そして、先輩らしき女生徒に短くそう答えると俺の下へと近づいてきた。
しかし、カノンは駆け寄ってきた途端、勢いそのままに俺の手を掴んで音楽室を跡にしていた。
「……何か用??」
音は完全に不機嫌だった。
不貞腐れているのか、頬を小さくを膨らまし、口を結わえたかのように閉じながら視線を俺のから外す。
「いや、急に来たりしてすまん。でも、音はメールを送っても返信してくれないだろ??」
カノンの反応はない。
しかし、俺は気にせず続ける。
「だから、ちょっと気になって見にきたんだ。悪かったか??」
「……別に」
縋りつく島もない。
何故かカノンとは高校に入ってからこんな状況が続いていた。
理由は分からない。
しかし、さっきも言った通り、メールをしても無視され、話題を振っても当たり障りのない返事が返ってくるだけ。
出会った当時から一言一言に棘を持っていたのは事実だが、高校のカノンは別ものだ。
「……何か俺、悪いことしたか??」
「したわね」
「そうじゃない。

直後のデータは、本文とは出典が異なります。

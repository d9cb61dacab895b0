use std::sync::Arc;

use log::{debug, info};
use serde::Deserialize;

use crate::application::queries;
use crate::application::services::canteen_service::CreateCanteen;
use crate::domain::entities::{Canteen, School};
use crate::domain::repositories::{SchoolQuery, SchoolRepository};
use crate::domain::value_objects::NonEmptyString;
use crate::shared::errors::{AppError, AppResult};

/// Raw input for creating a school together with its first canteens.
#[derive(Debug, Clone, Deserialize)]
pub struct CreateSchool {
    pub acronym: String,
    pub name: String,
    pub canteens: Vec<CreateCanteen>,
}

pub struct SchoolService {
    repository: Arc<dyn SchoolRepository>,
}

impl SchoolService {
    pub fn new(repository: Arc<dyn SchoolRepository>) -> Self {
        Self { repository }
    }

    pub async fn available_schools(&self) -> AppResult<Vec<School>> {
        self.repository.find_all().await
    }

    pub async fn school_information(&self, school_id: &str) -> AppResult<School> {
        queries::school_by_id(self.repository.as_ref(), school_id).await
    }

    /// Build and persist a new school aggregate.
    ///
    /// The acronym is the uniqueness key: creation is refused when a school
    /// with the same acronym is already stored. All field validation runs
    /// through the value factories before the aggregate is assembled.
    pub async fn create_school(&self, input: CreateSchool) -> AppResult<School> {
        if self
            .repository
            .find_one(SchoolQuery::ByAcronym(input.acronym.clone()))
            .await?
            .is_some()
        {
            return Err(AppError::validation(format!(
                "school with acronym '{}' already exists",
                input.acronym
            )));
        }

        let acronym = NonEmptyString::create(input.acronym)?;
        let name = NonEmptyString::create(input.name)?;
        let canteens = input
            .canteens
            .into_iter()
            .map(Canteen::try_from)
            .collect::<AppResult<Vec<_>>>()?;

        let school = School::create(acronym, canteens, name)?;
        debug!("persisting new school '{}'", school.acronym());

        let created = self.repository.create(school).await?;
        info!(
            "created school '{}' with {} canteen(s)",
            created.acronym(),
            created.canteens().len()
        );
        Ok(created)
    }
}
use serde::Serialize;
use uuid::Uuid;

use crate::domain::entities::Dish;
use crate::domain::value_objects::MenuType;
use crate::shared::errors::{AppError, AppResult};
use crate::shared::utils::has_duplicates;

/// The set of dishes a canteen serves at one meal.
///
/// Immutable after the validating factory runs; a menu belongs to exactly
/// one canteen.
#[derive(Debug, Clone, Serialize)]
pub struct Menu {
    id: String,
    #[serde(rename = "type")]
    menu_type: MenuType,
    dishes: Vec<Dish>,
}

impl Menu {
    /// Build a menu from its dishes, generating the public identifier.
    ///
    /// The id is `<type label>_<random token>`; the token is random rather
    /// than sequence-derived, so uniqueness is probabilistic, not enforced.
    pub fn create(dishes: Vec<Dish>, menu_type: MenuType) -> AppResult<Self> {
        Self::validate_dishes(&dishes)?;
        let id = format!("{}_{}", menu_type, Uuid::new_v4().simple());
        Ok(Menu {
            id,
            menu_type,
            dishes,
        })
    }

    /// Rebuild a menu loaded from storage, keeping its persisted id.
    ///
    /// Runs the same dish validation as [`Menu::create`]; a stored document
    /// that no longer satisfies the invariants is rejected, not repaired.
    pub(crate) fn from_persisted(
        id: String,
        menu_type: MenuType,
        dishes: Vec<Dish>,
    ) -> AppResult<Self> {
        Self::validate_dishes(&dishes)?;
        Ok(Menu {
            id,
            menu_type,
            dishes,
        })
    }

    fn validate_dishes(dishes: &[Dish]) -> AppResult<()> {
        if dishes.is_empty() {
            return Err(AppError::validation("must provide at least one dish"));
        }
        if has_duplicates(dishes) {
            return Err(AppError::validation("cannot have duplicate dish"));
        }
        Ok(())
    }

    pub fn id(&self) -> &str {
        &self.id
    }

    pub fn menu_type(&self) -> MenuType {
        self.menu_type
    }

    pub fn dishes(&self) -> &[Dish] {
        &self.dishes
    }
}

#[cfg(test)]
mod tests {
    use super::*;
    use crate::domain::value_objects::{DishType, NonEmptyString};

    fn dish(description: &str, dish_type: DishType) -> Dish {
        Dish::new(NonEmptyString::create(description).unwrap(), dish_type)
    }

    #[test]
    fn test_menu_requires_at_least_one_dish() {
        let err = Menu::create(vec![], MenuType::Lunch).unwrap_err();
        assert_eq!(err, AppError::validation("must provide at least one dish"));
    }

    #[test]
    fn test_menu_rejects_duplicate_dishes_by_description() {
        let dishes = vec![
            dish("Roast beef", DishType::Meat),
            dish("Roast beef", DishType::Diet),
        ];
        let err = Menu::create(dishes, MenuType::Lunch).unwrap_err();
        assert_eq!(err, AppError::validation("cannot have duplicate dish"));
    }

    #[test]
    fn test_menu_id_is_prefixed_with_the_type_label() {
        let dishes = vec![
            dish("Roast beef", DishType::Meat),
            dish("Tofu bowl", DishType::Vegetarian),
        ];
        let menu = Menu::create(dishes, MenuType::Lunch).unwrap();
        assert!(menu.id().starts_with("lunch_"));
        assert_eq!(menu.dishes().len(), 2);

        let menu = Menu::create(vec![dish("Soup", DishType::Diet)], MenuType::Dinner).unwrap();
        assert!(menu.id().starts_with("dinner_"));
    }

    #[test]
    fn test_generated_ids_differ_between_menus() {
        let a = Menu::create(vec![dish("Soup", DishType::Diet)], MenuType::Lunch).unwrap();
        let b = Menu::create(vec![dish("Soup", DishType::Diet)], MenuType::Lunch).unwrap();
        assert_ne!(a.id(), b.id());
    }

    #[test]
    fn test_from_persisted_revalidates_the_dishes() {
        let err =
            Menu::from_persisted("lunch_0".to_string(), MenuType::Lunch, vec![]).unwrap_err();
        assert_eq!(err, AppError::validation("must provide at least one dish"));
    }
}
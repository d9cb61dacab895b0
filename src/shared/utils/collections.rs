use crate::domain::traits::DuplicateOf;

/// Pairwise duplicate scan over a collection.
///
/// O(n²), which is fine here: the collections this runs over are the
/// canteens of one school and the dishes of one menu. Every duplicate check
/// in the crate goes through this function so the definition of "duplicate"
/// stays with the entity's [`DuplicateOf`] impl.
pub fn has_duplicates<T: DuplicateOf>(items: &[T]) -> bool {
    items
        .iter()
        .enumerate()
        .any(|(i, a)| items.iter().skip(i + 1).any(|b| a.duplicate_of(b)))
}
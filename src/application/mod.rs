pub mod queries;
pub mod services;

pub use services::{CanteenService, DishService, MenuService, SchoolService};
//! Nested lookups over one loaded aggregate.
//!
//! The catalog is addressed hierarchically: school by id, canteen by name,
//! menu by id, dish by description. Only the first step touches storage;
//! the rest is in-memory traversal, and each step short-circuits with
//! not-found when the previous one came up empty.

use crate::domain::entities::{Canteen, Dish, Menu, School, SchoolId};
use crate::domain::repositories::{SchoolQuery, SchoolRepository};
use crate::shared::errors::{AppError, AppResult};

pub async fn school_by_id(
    repository: &dyn SchoolRepository,
    school_id: &str,
) -> AppResult<School> {
    repository
        .find_one(SchoolQuery::ById(SchoolId::from(school_id)))
        .await?
        .ok_or_else(|| AppError::not_found(format!("school '{}' does not exist", school_id)))
}

pub fn canteen_by_name<'a>(school: &'a School, canteen_name: &str) -> AppResult<&'a Canteen> {
    school.canteen(canteen_name).ok_or_else(|| {
        AppError::not_found(format!(
            "school '{}' has no canteen named '{}'",
            school.acronym(),
            canteen_name
        ))
    })
}

pub fn menu_by_id<'a>(canteen: &'a Canteen, menu_id: &str) -> AppResult<&'a Menu> {
    canteen.find_menu(menu_id).ok_or_else(|| {
        AppError::not_found(format!(
            "canteen '{}' has no menu '{}'",
            canteen.name(),
            menu_id
        ))
    })
}

pub fn dish_by_description<'a>(menu: &'a Menu, description: &str) -> AppResult<&'a Dish> {
    menu.dishes()
        .iter()
        .find(|dish| dish.description() == description)
        .ok_or_else(|| {
            AppError::not_found(format!(
                "menu '{}' has no dish '{}'",
                menu.id(),
                description
            ))
        })
}

#[cfg(test)]
mod tests {
    use super::*;
    use crate::domain::repositories::MockSchoolRepository;
    use crate::domain::value_objects::{DishType, GeographicalLocation, MenuType, NonEmptyString};

    fn school_with_menu() -> (School, String) {
        let mut canteen = Canteen::new(
            GeographicalLocation::create(40.0, -8.0).unwrap(),
            NonEmptyString::create("Central").unwrap(),
        );
        let dish = Dish::new(
            NonEmptyString::create("Roast beef").unwrap(),
            DishType::Meat,
        );
        let menu = Menu::create(vec![dish], MenuType::Lunch).unwrap();
        let menu_id = menu.id().to_string();
        canteen.add_menu(menu);

        let school = School::create(
            NonEmptyString::create("ISEP").unwrap(),
            vec![canteen],
            NonEmptyString::create("Instituto Superior de Engenharia do Porto").unwrap(),
        )
        .unwrap();
        (school, menu_id)
    }

    #[tokio::test]
    async fn test_school_by_id_maps_absence_to_not_found() {
        let mut repository = MockSchoolRepository::new();
        repository
            .expect_find_one()
            .returning(|_| Ok(None));

        let err = school_by_id(&repository, "missing").await.unwrap_err();
        assert!(matches!(err, AppError::NotFound(_)));
        assert!(err.to_string().contains("missing"));
    }

    #[test]
    fn test_traversal_reaches_the_dish() {
        let (school, menu_id) = school_with_menu();

        let canteen = canteen_by_name(&school, "Central").unwrap();
        let menu = menu_by_id(canteen, &menu_id).unwrap();
        let dish = dish_by_description(menu, "Roast beef").unwrap();
        assert_eq!(dish.dish_type(), DishType::Meat);
    }

    #[test]
    fn test_each_step_fails_with_not_found() {
        let (school, menu_id) = school_with_menu();

        assert!(matches!(
            canteen_by_name(&school, "Asa Sul").unwrap_err(),
            AppError::NotFound(_)
        ));

        let canteen = canteen_by_name(&school, "Central").unwrap();
        assert!(matches!(
            menu_by_id(canteen, "dinner_nope").unwrap_err(),
            AppError::NotFound(_)
        ));

        let menu = menu_by_id(canteen, &menu_id).unwrap();
        assert!(matches!(
            dish_by_description(menu, "Tofu bowl").unwrap_err(),
            AppError::NotFound(_)
        ));
    }
}
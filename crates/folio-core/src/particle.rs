//! A single particle of the background field.

use glam::Vec2;
use rand::Rng;
use std::f32::consts::TAU;

use crate::color::{Rgba, AURORA};
use crate::constants::*;

#[derive(Clone, Debug, PartialEq)]
pub struct Particle {
    /// Logical (CSS) pixel position.
    pub position: Vec2,
    /// Fixed drift added every frame; set once at creation.
    pub velocity: Vec2,
    /// Rendered radius, recomputed every frame from `base_radius`.
    pub radius: f32,
    pub base_radius: f32,
    pub opacity: f32,
    /// Palette template; the particle's alpha is carried in `opacity`.
    pub color: Rgba,
    /// Desynchronises the float and pulse oscillations, in [0, 2π).
    pub phase_offset: f32,
}

impl Particle {
    /// Random particle somewhere inside a `width` x `height` viewport.
    ///
    /// Callers must have checked that both dimensions are positive.
    pub fn random<R: Rng + ?Sized>(rng: &mut R, width: f32, height: f32) -> Self {
        let base_radius = BASE_RADIUS_MIN + rng.gen::<f32>() * BASE_RADIUS_SPAN;
        Self {
            position: Vec2::new(rng.gen::<f32>() * width, rng.gen::<f32>() * height),
            velocity: Vec2::new(
                (rng.gen::<f32>() - 0.5) * 2.0 * DRIFT_MAX,
                (rng.gen::<f32>() - 0.5) * 2.0 * DRIFT_MAX,
            ),
            radius: base_radius,
            base_radius,
            opacity: OPACITY_MIN + rng.gen::<f32>() * OPACITY_SPAN,
            color: AURORA[rng.gen_range(0..AURORA.len())],
            phase_offset: rng.gen::<f32>() * TAU,
        }
    }

    /// A motionless particle, handy for tests and for replaying known layouts.
    pub fn at(position: Vec2) -> Self {
        Self {
            position,
            velocity: Vec2::ZERO,
            radius: BASE_RADIUS_MIN,
            base_radius: BASE_RADIUS_MIN,
            opacity: OPACITY_MIN,
            color: AURORA[0],
            phase_offset: 0.0,
        }
    }

    /// Ambient float displacement for the given global phase.
    pub fn float_offset(&self, phase: f32, amplitude: f32) -> Vec2 {
        let t = phase + self.phase_offset;
        Vec2::new(t.sin(), t.cos()) * amplitude
    }

    /// Cosmetic pulse: `base_radius * (1 + amplitude * sin(rate * phase + offset))`.
    pub fn pulsed_radius(&self, phase: f32, amplitude: f32) -> f32 {
        self.base_radius * (1.0 + amplitude * (PULSE_RATE * phase + self.phase_offset).sin())
    }
}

……何でカノンは俺達を避けようとするんだ??」
やがて俺は思い切って聞いていた。
何故、カノンが俺達を避けているのか。
その理由を俺は知りたいのだ。
しかし、カノンの反応が鈍っていた。
視線を四方に散らばらせ、困り果てた表情を浮かばせている。
カノンは確実に動揺していた。
「べっ、別に何もしてないわよ」
「嘘だ」
「嘘じゃないわよ!!私がバンドで熱くなってるから椎名と関わってないだけ」
「嘘だ」
カノンの言葉に俺は頷かない。
そんな筈がない。
カノンは見た目はがさつそうだが、何かに集中したからといって何かを欠落させたりしない。